What saved me was the clothing I was wearing and the inexperienced dog and my experience with dog attacks.


----------



## pancho (Oct 23, 2006)

asti said:


> I'm not having a ----ing contest with you pancho and you don't know me at all so please don't assume you do
> peta is a dumpster full of crack-heads in my opinion
> and the rules of pit fighting have been changed over the years by people that have chosen to disobey the law regarding fighting
> The origins of this breed were not to be human aggressive, period
> ...


Like I said. Check out cajun rules. See how long they have been used. See the results if you touch the opponents dog during a match. Then come back and we can have a discussion when you learn a little more about the subject.

One thing is for sure, if you think you are the handeler for the opponents dog you do not have a clue about what you are talking about. Never in history has that been done.
Do a little research and you will see. I am not asking for you to believe me. Check for yourself. Lets see if you can come up with an answer when it was possible to handle the opponents dog. I will read any site that states thet. See if you can find one.


----------



## pancho (Oct 23, 2006)

asti said:


> since one of your own dogs attacked you and you have been bitten several times I would say you aren't doing it right and in fact are indeed helping maintain unstable dogs in the gene pool.
> The public has already voiced their opinions and many wish the breed exterminated is that your end goal?


First, the pit bull is my favorite breed. Did you miss the part about me being a pit bull judge. I have worked many years trying to tell the truth about the breed and help prevent attacts from happening in the first place.

Take a look at any attact by a pit bull. You will not find the dog doing the attacting is a real fighting dog. It is always the loving pet who one day decides to go wild. People who are not informed about the breed, fail to research the breed, and fail to believe why the breed was developed for are the problem. The experienced pit bull owner knows the breed, what they are capable of and usually how to handle them. What many of the pet bull people do not realize is your first mistake with a pit bull may well be your last.

Please show where a real match dog has ever attacked a person. If you do your research you will see it was the gentle, people loving, animal loving, dog that is always the one who is in the papers.
I am not saying it doesn't happen but there are very few people who have a real match dog and those people are usually able to handle the dog and do not report an attact.


----------



## Ravenlost (Jul 20, 2004)

Fighting dogs? Disgusting. PERIOD.


----------



## MARYDVM (Jun 7, 2004)

If what was reported, is actually what happened, it seems strange that the family outside heard nothing. If the bite wounds were all head and neck, the owner must have been on the ground when bitten. Some dogs will attack another dog in the household if it has a seizure. The wild, uncontrolled movements may stimulate prey drive. Perhaps this owner had a seizure?

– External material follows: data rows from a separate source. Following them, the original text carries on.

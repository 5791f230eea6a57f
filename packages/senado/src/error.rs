//! Error types for the Senate open-data client.
//!
//! Every failure a fetch can end in has its own variant, so callers match on
//! the kind of failure instead of decoding status numbers. `ErrorKind` is the
//! `Copy` discriminant used where the full error cannot be kept around.

use std::path::PathBuf;

use thiserror::Error;

use crate::store::RecordKind;

/// Main error type for the library.
#[derive(Debug, Error)]
pub enum SenadoError {
    /// Network failure or non-success HTTP status.
    #[error("Remote document unavailable at {url}: {reason}")]
    RemoteUnavailable { url: String, reason: String },

    /// Cache file missing or unreadable.
    #[error("Local document unavailable at {}: {source}", .path.display())]
    LocalUnavailable {
        path: PathBuf,
        #[source]
        source: std::io::Error,
    },

    /// Bytes could not be parsed into a document.
    #[error("Malformed XML document: {0}")]
    MalformedDocument(String),

    /// The service answered but the record does not exist upstream.
    #[error("{kind} {id} not found")]
    RecordNotFound { kind: RecordKind, id: u32 },

    /// `get_info` was already called on this record.
    #[error("Record was already fetched")]
    AlreadyFetched,

    /// Write-back refused or failed.
    #[error("Could not save document to {}: {reason}", .path.display())]
    PersistFailed { path: PathBuf, reason: String },

    /// A date field did not match YYYY-MM-DD.
    #[error("Invalid date format: '{0}'. Expected YYYY-MM-DD (e.g., 1950-03-21)")]
    DateFormat(String),

    /// No document is retained for this record.
    #[error("No document available")]
    DocumentAbsent,

    /// A numeric field held something else.
    #[error("Invalid value for {field}: '{value}'")]
    InvalidField { field: &'static str, value: String },

    /// Legislature ordinal outside the static tables.
    #[error("Unknown legislature: {0}. Expected 1 to {max}", max = crate::legislature::LEGISLATURE_COUNT)]
    UnknownLegislature(u32),

    /// HTTP client construction failed.
    #[error("HTTP client error: {0}")]
    Http(#[from] reqwest::Error),

    /// IO error.
    #[error("IO error: {0}")]
    Io(#[from] std::io::Error),

    /// YAML serialization error.
    #[error("YAML serialization failed: {0}")]
    YamlSerialization(#[from] serde_yaml_ng::Error),
}

/// Discriminant of [`SenadoError`].
#[derive(Debug, Clone, Copy, PartialEq, Eq, Hash)]
pub enum ErrorKind {
    RemoteUnavailable,
    LocalUnavailable,
    MalformedDocument,
    RecordNotFound,
    AlreadyFetched,
    PersistFailed,
    DateFormat,
    DocumentAbsent,
    InvalidField,
    UnknownLegislature,
    Http,
    Io,
    YamlSerialization,
}

impl SenadoError {
    /// The kind of this error.
    #[must_use]
    pub fn kind(&self) -> ErrorKind {
        match self {
            Self::RemoteUnavailable { .. } => ErrorKind::RemoteUnavailable,
            Self::LocalUnavailable { .. } => ErrorKind::LocalUnavailable,
            Self::MalformedDocument(_) => ErrorKind::MalformedDocument,
            Self::RecordNotFound { .. } => ErrorKind::RecordNotFound,
            Self::AlreadyFetched => ErrorKind::AlreadyFetched,
            Self::PersistFailed { .. } => ErrorKind::PersistFailed,
            Self::DateFormat(_) => ErrorKind::DateFormat,
            Self::DocumentAbsent => ErrorKind::DocumentAbsent,
            Self::InvalidField { .. } => ErrorKind::InvalidField,
            Self::UnknownLegislature(_) => ErrorKind::UnknownLegislature,
            Self::Http(_) => ErrorKind::Http,
            Self::Io(_) => ErrorKind::Io,
            Self::YamlSerialization(_) => ErrorKind::YamlSerialization,
        }
    }
}

impl From<roxmltree::Error> for SenadoError {
    fn from(err: roxmltree::Error) -> Self {
        Self::MalformedDocument(err.to_string())
    }
}

/// Result type alias for library operations.
pub type Result<T> = std::result::Result<T, SenadoError>;

#[cfg(test)]
mod tests {
    use super::*;

    #[test]
    fn test_error_display() {
        let err = SenadoError::DateFormat("21/03/1950".to_string());
        assert!(err.to_string().contains("21/03/1950"));
        assert!(err.to_string().contains("YYYY-MM-DD"));
    }

    #[test]
    fn test_record_not_found_display() {
        let err = SenadoError::RecordNotFound {
            kind: RecordKind::Senator,
            id: 42,
        };
        assert_eq!(err.to_string(), "senador 42 not found");
        assert_eq!(err.kind(), ErrorKind::RecordNotFound);
    }

    #[test]
    fn test_unknown_legislature_display() {
        let err = SenadoError::UnknownLegislature(99);
        assert_eq!(err.to_string(), "Unknown legislature: 99. Expected 1 to 55");
    }

    #[test]
    fn test_malformed_from_roxmltree() {
        let err: SenadoError = roxmltree::Document::parse("<a>").unwrap_err().into();
        assert_eq!(err.kind(), ErrorKind::MalformedDocument);
    }
}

Most of the pit bulls I work on are excellent dogs. I'd much rather draw blood from the average pit, than from a Dalmation, Chow, Cocker, Chihuahua, or a number of other breeds(including today's Rottweilers, although I've owned at least 1 of that breed for the last 27 years) Of course there are some unstable ones, but you can usually spot the problem as they walk into the exam room - and the problem dogs usually come attached to a problem owner.


----------



## pancho (Oct 23, 2006)

MARYDVM said:


> If what was reported, is actually what happened, it seems strange that the family outside heard nothing. If the bite wounds were all head and neck, the owner must have been on the ground when bitten. Some dogs will attack another dog in the household if it has a seizure. The wild, uncontrolled movements may stimulate prey drive. Perhaps this owner had a seizure?
> 
> Most of the pit bulls I work on are excellent dogs. I'd much rather draw blood from the average pit, than from a Dalmation, Chow, Cocker, Chihuahua, or a number of other breeds(including today's Rottweilers, although I've owned at least 1 of that breed for the last 27 years) Of course there are some unstable ones, but you can usually spot the problem as they walk into the exam room - and the problem dogs usually come attached to a problem owner.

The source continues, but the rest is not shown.